**RECORD EXCERPTS**
══════════════════════════════

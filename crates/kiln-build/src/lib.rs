//! Incremental artifact builds: tree checksums, stamps, descriptors, and the
//! background build worker.
#![forbid(unsafe_code)]
#![deny(
    unused_must_use,
    rustdoc::broken_intra_doc_links,
    rustdoc::bare_urls
)]
#![warn(
    missing_docs,
    unreachable_pub,
    clippy::all,
    clippy::pedantic,
    clippy::nursery
)]
#![allow(clippy::module_name_repetitions)]

//! Layout: `checksum.rs` (directory tree checksum), `stamp.rs` (persisted
//! artifact checksums), `descriptor.rs` (build descriptor set), `generate.rs`
//! (artifact generators), `worker.rs` (background worker), `error.rs`.

pub mod checksum;
pub mod descriptor;
pub mod error;
pub mod generate;
pub mod stamp;
pub mod worker;

pub use checksum::{
    ChecksumOptions, FileTreeChecksum, MANIFEST_FILE, SkipFilter, TraversalOrder, compute,
    compute_all, source_files,
};
pub use descriptor::{
    APP_DIR_PREFIX, APP_MANIFEST, ARTIFACT_DIR, ArtifactKind, ArtifactSource, BuildDescriptor,
    BuildDescriptorSet, DATA_BIN, GUI_BIN, LANGUAGE_BIN, SourceDir,
};
pub use error::{BuildError, BuildResult};
pub use generate::{ArtifactGenerator, ZipGenerator};
pub use stamp::{STAMP_SUFFIX, read_stamp, stamp_path, write_stamp};
pub use worker::{
    BatchSummary, BuildHandle, BuildNotice, BuildObserver, BuildWorker, CancelToken,
};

══════════════════════════════

**WORK REQUIRED**
Exactly as they stand above, write out all the entries again.

**OUTPUT FOR THIS TASK**
filename crates/kiln-build/src/lib.rs
//! Incremental artifact builds: tree checksums, stamps, descriptors, and the
//! background build worker.
#![forbid(unsafe_code)]
#![deny(
    unused_must_use,
    rustdoc::broken_intra_doc_links,
    rustdoc::bare_urls
)]
#![warn(
    missing_docs,
    unreachable_pub,
    clippy::all,
    clippy::pedantic,
    clippy::nursery
)]
#![allow(clippy::module_name_repetitions)]

//! Layout: `checksum.rs` (directory tree checksum), `stamp.rs` (persisted
//! artifact checksums), `descriptor.rs` (build descriptor set), `generate.rs`
//! (artifact generators), `worker.rs` (background worker), `error.rs`.

pub mod checksum;
pub mod descriptor;
pub mod error;
pub mod generate;
pub mod stamp;
pub mod worker;

pub use checksum::{
    ChecksumOptions, FileTreeChecksum, MANIFEST_FILE, SkipFilter, TraversalOrder, compute,
    compute_all, source_files,
};
pub use descriptor::{
    APP_DIR_PREFIX, APP_MANIFEST, ARTIFACT_DIR, ArtifactKind, ArtifactSource, BuildDescriptor,
    BuildDescriptorSet, DATA_BIN, GUI_BIN, LANGUAGE_BIN, SourceDir,
};
pub use error::{BuildError, BuildResult};
pub use generate::{ArtifactGenerator, ZipGenerator};
pub use stamp::{STAMP_SUFFIX, read_stamp, stamp_path, write_stamp};
pub use worker::{
    BatchSummary, BuildHandle, BuildNotice, BuildObserver, BuildWorker, CancelToken,
};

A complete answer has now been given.